The data reveals that accountants believe more than one in four businesses have still not returned to pre-Covid levels of productivity or turnover. Additionally, SMEs have reported a 7% drop month-on-month in their business clients looking to hire new talent, at 22% in November 2021 compared to 15.2% in December 2021.
There is also a 4% increase in those expecting to make redundancies next year, now with over one in 10 businesses expecting to make personnel cuts, from 8% in November 2021 to 12.4% in December 2021.
Additionally, with increased Covid-19 restrictions over the New Year, the data reveals the small business economy is threatened by security and stability. Over the last month, there has been close to a 10% drop in the number of businesses that are expected to still be trading in 12 months, from 93% in November to 83.8% in December 2021.
Meanwhile, the research uncovered that UK SMEs are not receiving the support or financing they need to recover from the pandemic, leading to “worrying” financial trends such as a reliance on short-term financing like business overdrafts.

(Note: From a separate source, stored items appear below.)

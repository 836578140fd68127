//! Feed error types.

use thiserror::Error;

/// Feed error type.
#[derive(Error, Debug)]
pub enum FeedError {
    /// A row is missing a field needed to identify the event
    #[error("{table} row is missing `{field}`")]
    MissingField { table: String, field: String },

    /// JSON deserialization error
    #[error("JSON error: {0}")]
    Json(#[from] serde_json::Error),
}

/// Result type alias using FeedError.
pub type FeedResult<T> = Result<T, FeedError>;
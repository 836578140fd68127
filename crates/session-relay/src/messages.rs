//! Session wire frames.

use crate::state::{RoundMessage, Scores, SessionStatus};
use serde::{Deserialize, Serialize};
use thiserror::Error;

/// Inbound frame types this client understands.
const KNOWN_INBOUND_TYPES: &[&str] = &["state", "round_message", "completed", "error", "pong"];

/// A frame received from the session endpoint.
#[derive(Debug, Clone, PartialEq, Deserialize)]
#[serde(tag = "type", rename_all = "snake_case")]
pub enum InboundFrame {
    /// Full session snapshot, sent by the server after every (re)connect.
    State {
        status: SessionStatus,
        #[serde(default)]
        current_round: u32,
        #[serde(default)]
        total_rounds: Option<u32>,
        #[serde(default)]
        messages: Vec<RoundMessage>,
    },
    /// One new message of the running conversation.
    RoundMessage {
        round_number: u32,
        speaker: String,
        content: String,
    },
    /// The session finished; carries the final results.
    Completed {
        #[serde(default)]
        scores: Option<Scores>,
        #[serde(default)]
        analysis: Option<serde_json::Value>,
    },
    /// The server gave up on the session.
    Error {
        #[serde(default)]
        message: Option<String>,
    },
    /// Heartbeat reply.
    Pong {},
}

/// Why an inbound text frame was dropped.
#[derive(Error, Debug)]
pub enum FrameError {
    #[error("frame is not valid JSON: {0}")]
    NotJson(#[source] serde_json::Error),

    #[error("frame has no string `type` field")]
    MissingType,

    #[error("unknown frame type `{0}`")]
    UnknownType(String),

    #[error("`state` frame carries client-side status `{0}`")]
    LocalStatus(SessionStatus),

    #[error("malformed `{frame_type}` frame: {source}")]
    Malformed {
        frame_type: String,
        #[source]
        source: serde_json::Error,
    },
}

impl InboundFrame {
    /// Parse a text frame, telling unknown types apart from broken payloads.
    pub fn parse(text: &str) -> Result<Self, FrameError> {
        let value: serde_json::Value = serde_json::from_str(text).map_err(FrameError::NotJson)?;

        let frame_type = value
            .get("type")
            .and_then(|t| t.as_str())
            .ok_or(FrameError::MissingType)?
            .to_string();

        if !KNOWN_INBOUND_TYPES.contains(&frame_type.as_str()) {
            return Err(FrameError::UnknownType(frame_type));
        }

        let frame: Self = serde_json::from_value(value)
            .map_err(|source| FrameError::Malformed { frame_type, source })?;

        // `connecting` and `disconnected` describe this client's transport.
        if let Self::State { status, .. } = &frame {
            if matches!(status, SessionStatus::Connecting | SessionStatus::Disconnected) {
                return Err(FrameError::LocalStatus(*status));
            }
        }
        Ok(frame)
    }

    /// Short name used in log fields.
    pub fn kind(&self) -> &'static str {
        match self {
            Self::State { .. } => "state",
            Self::RoundMessage { .. } => "round_message",
            Self::Completed { .. } => "completed",
            Self::Error { .. } => "error",
            Self::Pong {} => "pong",
        }
    }
}

/// A frame sent to the session endpoint.
#[derive(Debug, Clone, PartialEq, Serialize)]
#[serde(tag = "type", rename_all = "snake_case")]
pub enum OutboundFrame {
    /// Sent once right after the connection opens.
    Auth {
        #[serde(skip_serializing_if = "Option::is_none")]
        token: Option<String>,
    },
    /// Keep-alive.
    Ping {},
}

impl OutboundFrame {
    /// Create an auth frame. A missing token is still sent; the server decides.
    pub fn auth(token: Option<String>) -> Self {
        Self::Auth { token }
    }

    /// Create a keep-alive frame.
    pub fn ping() -> Self {
        Self::Ping {}
    }

    /// Serialize to JSON string.
    pub fn to_json(&self) -> Result<String, serde_json::Error> {
        serde_json::to_string(self)
    }
}
//! Logging initialization for the client tools.
//!
//! Installs a `tracing` subscriber with a compact stderr layer and an
//! optional JSONL file layer. `RUST_LOG` overrides the configured level.

use crate::{ConfigError, ConfigResult};
use parking_lot::Mutex;
use std::fs::{File, OpenOptions};
use std::io::{self, BufWriter, Write};
use std::path::{Path, PathBuf};
use std::sync::Arc;
use tracing_subscriber::fmt::MakeWriter;
use tracing_subscriber::layer::SubscriberExt;
use tracing_subscriber::util::SubscriberInitExt;
use tracing_subscriber::{EnvFilter, Layer};

/// Logging setup.
#[derive(Debug, Clone)]
pub struct LogConfig {
    /// Recorded on the startup line so mixed log files stay attributable.
    pub service_name: String,
    /// Level used when `RUST_LOG` is unset.
    pub default_level: String,
    pub also_stderr: bool,
    /// JSONL destination; `None` disables file output.
    pub log_path: Option<PathBuf>,
}

impl Default for LogConfig {
    fn default() -> Self {
        Self {
            service_name: "rendezvous".to_string(),
            default_level: crate::DEFAULT_LOG_LEVEL.to_string(),
            also_stderr: true,
            log_path: None,
        }
    }
}

/// Append-only writer shared by every log event.
#[derive(Clone)]
pub struct LogFileWriter {
    inner: Arc<Mutex<BufWriter<File>>>,
}

impl LogFileWriter {
    pub fn new(path: &Path) -> io::Result<Self> {
        if let Some(parent) = path.parent() {
            std::fs::create_dir_all(parent)?;
        }

        let file = OpenOptions::new().create(true).append(true).open(path)?;

        Ok(Self {
            inner: Arc::new(Mutex::new(BufWriter::with_capacity(8192, file))),
        })
    }
}

impl Write for LogFileWriter {
    fn write(&mut self, buf: &[u8]) -> io::Result<usize> {
        let mut guard = self.inner.lock();
        let written = guard.write(buf)?;
        // Flush per event so concurrent tails see whole lines.
        guard.flush()?;
        Ok(written)
    }

    fn flush(&mut self) -> io::Result<()> {
        self.inner.lock().flush()
    }
}

impl<'a> MakeWriter<'a> for LogFileWriter {
    type Writer = LogFileWriter;

    fn make_writer(&'a self) -> Self::Writer {
        self.clone()
    }
}

fn env_filter(default_level: &str) -> EnvFilter {
    EnvFilter::try_from_default_env().unwrap_or_else(|_| EnvFilter::new(default_level))
}

/// Install the global subscriber. Fails if one is already installed or the
/// log file cannot be opened.
pub fn init_logging(config: &LogConfig) -> ConfigResult<()> {
    let level = parse_level(&config.default_level).to_string().to_lowercase();

    let file_layer = match &config.log_path {
        Some(path) => {
            let writer = LogFileWriter::new(path)?;
            Some(
                tracing_subscriber::fmt::layer()
                    .json()
                    .with_current_span(false)
                    .with_writer(writer)
                    .with_ansi(false)
                    .with_filter(env_filter(&level)),
            )
        }
        None => None,
    };

    let stderr_layer = config.also_stderr.then(|| {
        tracing_subscriber::fmt::layer()
            .with_target(true)
            .with_file(false)
            .with_line_number(false)
            .compact()
            .with_writer(io::stderr)
            .with_filter(env_filter(&level))
    });

    tracing_subscriber::registry()
        .with(file_layer)
        .with(stderr_layer)
        .try_init()
        .map_err(|e| ConfigError::Logging(e.to_string()))?;

    tracing::info!(
        service = %config.service_name,
        level = %level,
        log_path = ?config.log_path,
        "Logging initialized"
    );
    Ok(())
}

/// Parse a log level string into a tracing Level.
pub fn parse_level(level: &str) -> tracing::Level {
    match level.trim().to_lowercase().as_str() {
        "trace" => tracing::Level::TRACE,
        "debug" => tracing::Level::DEBUG,
        "info" => tracing::Level::INFO,
        "warn" | "warning" => tracing::Level::WARN,
        "error" => tracing::Level::ERROR,
        _ => tracing::Level::INFO,
    }
}
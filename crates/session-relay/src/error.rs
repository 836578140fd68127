//! Session relay error types.

use thiserror::Error;

/// Session relay error type.
#[derive(Error, Debug)]
pub enum RelayError {
    /// WebSocket error
    #[error("WebSocket error: {0}")]
    WebSocket(#[from] tokio_tungstenite::tungstenite::Error),

    /// Connection error
    #[error("Connection error: {0}")]
    Connection(String),

    /// Endpoint could not be derived from the configured base URL
    #[error("Invalid endpoint: {0}")]
    InvalidEndpoint(String),

    /// URL parsing error
    #[error("Invalid URL: {0}")]
    InvalidUrl(#[from] url::ParseError),

    /// Credential lookup failed
    #[error("Credential error: {0}")]
    Credentials(String),

    /// Client settings that cannot work
    #[error("Invalid configuration: {0}")]
    InvalidConfig(String),

    /// The client's driver task has stopped
    #[error("Session client is no longer running")]
    ClientStopped,

    /// JSON serialization error
    #[error("JSON error: {0}")]
    Json(#[from] serde_json::Error),

    /// Send error
    #[error("Failed to send frame: {0}")]
    Send(String),
}

/// Result type alias using RelayError.
pub type RelayResult<T> = Result<T, RelayError>;
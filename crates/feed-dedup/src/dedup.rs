//! Alert suppression per logical event key.

use crate::cache::{DedupCache, DEFAULT_CAPACITY};
use crate::clock::{Clock, SystemClock};
use parking_lot::Mutex;
use std::time::Duration;
use tracing::debug;

/// Deduplicator configuration.
#[derive(Debug, Clone)]
pub struct DedupConfig {
    /// Suppression window for match-request events.
    pub request_window: Duration,
    /// Suppression window for chat messages.
    pub message_window: Duration,
    /// Maximum number of live keys.
    pub capacity: usize,
}

impl Default for DedupConfig {
    fn default() -> Self {
        Self {
            request_window: Duration::from_secs(3),
            message_window: Duration::from_secs(2),
            capacity: DEFAULT_CAPACITY,
        }
    }
}

/// What happened to one observed event.
#[derive(Debug, Clone, Copy, PartialEq, Eq)]
pub enum DedupOutcome {
    /// First sighting in the window: alert and invalidation both ran.
    Alerted,
    /// Repeat within the window: only invalidation ran.
    Suppressed,
}

/// Runs the alert at most once per key and window, the invalidation always.
///
/// Safe to share between subscriptions; the cache lock is never held while
/// callbacks run.
pub struct EventDeduplicator<C: Clock = SystemClock> {
    cache: Mutex<DedupCache>,
    clock: C,
}

impl EventDeduplicator<SystemClock> {
    pub fn new(capacity: usize) -> Self {
        Self::with_clock(capacity, SystemClock)
    }
}

impl Default for EventDeduplicator<SystemClock> {
    fn default() -> Self {
        Self::new(DEFAULT_CAPACITY)
    }
}

impl<C: Clock> EventDeduplicator<C> {
    pub fn with_clock(capacity: usize, clock: C) -> Self {
        Self {
            cache: Mutex::new(DedupCache::new(capacity)),
            clock,
        }
    }

    /// Observe one delivery of the event identified by `key`.
    pub fn observe<A, I>(&self, key: &str, window: Duration, alert: A, invalidate: I) -> DedupOutcome
    where
        A: FnOnce(),
        I: FnOnce(),
    {
        let now = self.clock.now();
        let fresh = self.cache.lock().try_claim(key, now, window);

        invalidate();

        if fresh {
            alert();
            DedupOutcome::Alerted
        } else {
            debug!(key = %key, "Suppressed repeat alert");
            DedupOutcome::Suppressed
        }
    }

    /// Whether an alert for `key` would currently be suppressed.
    pub fn is_suppressed(&self, key: &str) -> bool {
        self.cache.lock().is_live(key, self.clock.now())
    }

    /// Drop expired entries now instead of waiting for the next lookup.
    pub fn purge_expired(&self) -> usize {
        self.cache.lock().purge_expired(self.clock.now())
    }

    /// Number of entries held, expired ones included until purged.
    pub fn len(&self) -> usize {
        self.cache.lock().len()
    }

    pub fn is_empty(&self) -> bool {
        self.cache.lock().is_empty()
    }
}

Claire Bennison, head of ACCA UK, said: “These continuing financial issues are resulting in long-term damaging impacts on the wider UK economy. Our research revealed that financial restrictions are the number one reason holding businesses back from putting a sustainability strategy in place.
“Without the right financial support for the SME economy, the UK as a whole is not going to move forward in becoming a leader in innovation – either in technology or sustainability – and that is a concern.”
Kirsty McGregor, founder of the CFN, added: “There are some major impacts coming in the new year, including business rates increases, an uplift in the national minimum wage, and the new health and social care levy introduction in April adding up to 2.5% to payroll costs, all of which will have a further negative impact on these struggling SMEs.
“As we head into another period of increased Covid-19 restrictions, I am concerned about the future of the UK SME economy and call on the government to review their policies to provide longer-term support until this period of uncertainty is over.”